Far below the level of Kantian moral philosophy, AI experts are often concerned with something much more simple: human bias. In a gross violation of Kantian thinking, AI developers tend to see the problem of bias naively as a “trade off” between the effectiveness of their algorithms and countering bias.

Set against this, most moral philosophers will argue that there can be no “trade-offs’ when it comes to stereotypes, bias, and prejudice. Yet, all too often, algorithmic AI models simply reflect society’s bias and therefore might never be entirely free from bias.

Years ago, it was discovered that Google’s search algorithm had seem to have been biased against female math professors. In other words, the Algorithms of Oppression are still with us.

It gets even more problematic as more and more decisions are being based on the profiles of individuals made by an AI-algorithm – in commerce, policing, and elsewhere. These decide or assist decisions, when, for example, a bank declines a car or home loans.

AI can make such loan decisions simply on the basis of where a loan applicant lives. At a minor scale, algorithmic-driven websites may charge some customers more than others based on the customer profiles created by AI.

More important still is the question of, how do we fight stereotypes, bias, and prejudice in algorithmic AI? This isn’t merely a technical question. It is rather a social, psychological, political, and a philosophical question.

On the upswing of all this is the philosophical tradition of virtue ethics as developed by Aristotle. Even after 2,500 years, Aristotle’s moral philosophy may still help us to think about what human flourishing is and how it can be improved in our technological age.

In other words, society will need to do some serious thinking about what a morally good life means in the context of algorithmic AI. On the downside awaits the problem of totalitarianism and illiberal governments, as well as – as always in capitalism – the power of large corporations. Yet, society might reject totalitarianism and corporate plutocracy.
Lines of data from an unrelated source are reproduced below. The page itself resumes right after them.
//! Sequential, per-record rewrites after a schema change

use crate::context::EngineContext;
use crate::error::{EngineError, Result};
use crate::types::{
    DirectoryId, MigrationReport, MigrationStep, PendingMigration, Record, RecordId, CATEGORY_KEY,
};
use appgrid_fields::{coerce, FieldDef, FieldProcessorRegistry};
use tracing::{debug, info, warn};

/// Apply `change` to every record of a directory, soft-deleted ones included.
///
/// `change` returns false when a record needs no rewrite. Each rewritten
/// record is written under its own lock with the version bumped. A record
/// that cannot be read or written is counted as failed and the batch moves on.
pub(crate) async fn migrate_records<F>(
    ctx: &EngineContext,
    directory: &DirectoryId,
    change: F,
) -> Result<MigrationReport>
where
    F: FnMut(&mut Record) -> bool,
{
    let ids = ctx.list_record_ids(directory).await?;
    migrate_ids(ctx, directory, ids, change).await
}

/// Apply `change` to the listed records only. Ids that no longer exist are skipped.
pub(crate) async fn migrate_ids<F>(
    ctx: &EngineContext,
    directory: &DirectoryId,
    ids: Vec<RecordId>,
    mut change: F,
) -> Result<MigrationReport>
where
    F: FnMut(&mut Record) -> bool,
{
    let mut report = MigrationReport::default();

    for id in ids {
        let _guard = match ctx.lock_record(directory, &id).await {
            Ok(guard) => guard,
            Err(e) => {
                warn!(directory = %directory, record = %id, error = %e, "migration could not lock record");
                report.record_failure(id);
                continue;
            }
        };

        let mut record = match ctx.read_record(directory, &id).await {
            Ok(record) => record,
            Err(EngineError::RecordNotFound { .. }) => {
                report.skipped += 1;
                continue;
            }
            Err(e) => {
                warn!(directory = %directory, record = %id, error = %e, "migration could not read record");
                report.record_failure(id);
                continue;
            }
        };

        if !change(&mut record) {
            report.skipped += 1;
            continue;
        }

        record.touch();
        match ctx.write_record(&record).await {
            Ok(()) => report.succeeded += 1,
            Err(e) => {
                warn!(directory = %directory, record = %id, error = %e, "migration could not write record");
                report.record_failure(id);
            }
        }
    }

    debug!(
        directory = %directory,
        succeeded = report.succeeded,
        skipped = report.skipped,
        failed = report.failed,
        "records migrated"
    );
    Ok(report)
}

/// Rewrite one record for `step`. Returns false when the record needs nothing.
///
/// `target` is the field a moved value lands in; `None` means the field is
/// gone and the value is dropped.
pub(crate) fn apply_step(
    step: &MigrationStep,
    record: &mut Record,
    target: Option<&FieldDef>,
    registry: &FieldProcessorRegistry,
) -> bool {
    match step {
        MigrationStep::MoveValue { from, retype, .. } => {
            let Some(value) = record.props.remove(from) else {
                return false;
            };
            let Some(def) = target else {
                return true;
            };
            let value = if *retype {
                let coerced = coerce(registry, &value, def);
                if !coerced.converted {
                    debug!(record = %record.id, key = %def.key, "value replaced with zero value");
                }
                coerced.value
            } else {
                value
            };
            if !value.is_null() {
                record.props.insert(def.key.clone(), value);
            }
            true
        }
        MigrationStep::RemoveKey { key } => record.props.remove(key).is_some(),
        MigrationStep::ClearCategory { nodes } => {
            if record.category_path().iter().any(|id| nodes.contains(id)) {
                record.props.remove(CATEGORY_KEY);
                true
            } else {
                false
            }
        }
    }
}

/// Keep the records a batch could not rewrite so a retry can finish them.
///
/// Returns the pending migration's id, or `None` when the batch completed.
pub(crate) async fn remember_failures(
    ctx: &EngineContext,
    directory: &DirectoryId,
    step: MigrationStep,
    report: &MigrationReport,
) -> Result<Option<String>> {
    if report.is_complete() {
        return Ok(None);
    }
    let pending = PendingMigration::new(step, report.failed_ids.clone());
    let id = pending.id.clone();

    let mut all = ctx.read_pending_migrations(directory).await?;
    all.push(pending);
    ctx.write_pending_migrations(directory, &all).await?;

    info!(directory = %directory, migration = %id, records = report.failed, "migration left pending");
    Ok(Some(id))
}

#[cfg(test)]
mod tests {
    use super::*;
    use crate::types::{Directory, Props};
    use appgrid_fields::Value;
    use tempfile::TempDir;

    #[tokio::test]
    async fn test_migration_skips_unchanged_and_bumps_versions() {
        let temp = TempDir::new().unwrap();
        let ctx = EngineContext::new(temp.path());
        let directory = Directory::new("a", "m", "D");
        ctx.create_directory_dirs(&directory.id).await.unwrap();
        ctx.write_directory(&directory).await.unwrap();

        let mut with_key = Props::new();
        with_key.insert("old".into(), Value::from("x"));
        let a = Record::new(directory.id.clone(), with_key);
        let b = Record::new(directory.id.clone(), Props::new());
        ctx.write_record(&a).await.unwrap();
        ctx.write_record(&b).await.unwrap();

        let report = migrate_records(&ctx, &directory.id, |r| r.props.remove("old").is_some())
            .await
            .unwrap();

        assert_eq!(report.succeeded, 1);
        assert_eq!(report.skipped, 1);
        assert!(report.is_complete());
        let a = ctx.read_record(&directory.id, &a.id).await.unwrap();
        assert_eq!(a.version, 2);
        assert!(a.props.is_empty());
        assert_eq!(ctx.read_record(&directory.id, &b.id).await.unwrap().version, 1);
    }

    #[tokio::test]
    async fn test_failures_are_kept_for_retry() {
        let temp = TempDir::new().unwrap();
        let ctx = EngineContext::new(temp.path());
        let directory = Directory::new("a", "m", "D");
        ctx.create_directory_dirs(&directory.id).await.unwrap();
        ctx.write_directory(&directory).await.unwrap();

        let mut props = Props::new();
        props.insert("old".into(), Value::from("x"));
        let good = Record::new(directory.id.clone(), props.clone());
        let broken = Record::new(directory.id.clone(), props);
        ctx.write_record(&good).await.unwrap();
        ctx.write_record(&broken).await.unwrap();
        let path = ctx.record_path(&directory.id, &broken.id);
        let saved = std::fs::read_to_string(&path).unwrap();
        std::fs::write(&path, "{ not json").unwrap();

        let step = MigrationStep::RemoveKey { key: "old".into() };
        let registry = FieldProcessorRegistry::builtin();
        let report = migrate_records(&ctx, &directory.id, |r| apply_step(&step, r, None, &registry))
            .await
            .unwrap();
        assert_eq!(report.succeeded, 1);
        assert_eq!(report.failed_ids, vec![broken.id.clone()]);

        let id = remember_failures(&ctx, &directory.id, step.clone(), &report)
            .await
            .unwrap()
            .unwrap();
        let pending = ctx.read_pending_migrations(&directory.id).await.unwrap();
        assert_eq!(pending[0].id, id);
        assert_eq!(pending[0].record_ids, vec![broken.id.clone()]);

        std::fs::write(&path, saved).unwrap();
        let report = migrate_ids(&ctx, &directory.id, pending[0].record_ids.clone(), |r| {
            apply_step(&step, r, None, &registry)
        })
        .await
        .unwrap();
        assert!(report.is_complete());
        assert!(ctx.read_record(&directory.id, &broken.id).await.unwrap().props.is_empty());
    }

    #[test]
    fn test_move_value_to_current_key() {
        let registry = FieldProcessorRegistry::builtin();
        let def = FieldDef::new("qty", "number");
        let step = MigrationStep::MoveValue {
            field_id: def.id.to_string(),
            from: "amount".into(),
            retype: true,
        };
        let mut props = Props::new();
        props.insert("amount".into(), Value::from("7"));
        let mut record = Record::new(DirectoryId::from("d"), props);

        assert!(apply_step(&step, &mut record, Some(&def), &registry));
        assert_eq!(record.props["qty"], Value::Number(7.0));
        assert!(!record.props.contains_key("amount"));
        // Nothing left under the old key
        assert!(!apply_step(&step, &mut record, Some(&def), &registry));
    }
}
Rejecting this, democratic decision-making regarding AI means that AI needs – almost inevitably – to be a part of our democratic infrastructure. Tech corporations might need to come under democratic control – formerly known as industrial democracy. But even democratically controlled AI should be based on at least five ethical principles:

Beneficence: this is the utilitarian moral philosophy of doing good and the great happiness principle;

No harm: this is the moral philosopher John Stuart Mill’s no harm principle;

Autonomy: the preservation of Kant’s human agency and dignity,

Justice: this is moral philosopher John Rawls’ justice as fairness; and finally,

Explicability: to operate artificial intelligence and its algorithms transparently.

Beyond the five ethical principles, AI needs to prevent all forms of discrimination, the manipulation of people, the tweaking of democratic voting, and negative profiling by the state and corporations. Under utilitarian moral philosophy, it is AI’s obligation not to harm people.

On moral philosophy’s no harm principle, AI should also protect vulnerable groups such as children, ethical minorities, immigrants, LGBTQIA+, as well as protecting our natural environment while fighting global warming.

Perhaps an early solution to this can be found when some of the most sophisticated autonomous robots were given the status of an electronic person – suggested by EU’s parliament in 2017.

It would be a solution to the question of responsibility. Yet, there is also Sophia – a robot granted “citizenship” by the – not all that democratic – Saudi Arabia.

Meanwhile, the Institute of Electrical and Electronics Engineers (IEEE) runs an Initiative on Ethics of Autonomous and Intelligent Systems. All of this does not amount to full morality in the understanding of moral philosophy as personhood and agency are missing.

In short, AI algorithms and robots do not have moral agency. Yet, society can still issue very advanced machines with “some form” of ethical standing based on clear ethics guidelines. In moral philosophy, this is known as the problem of human agency vs. structure – people vs. a system, a machine, AI, etc.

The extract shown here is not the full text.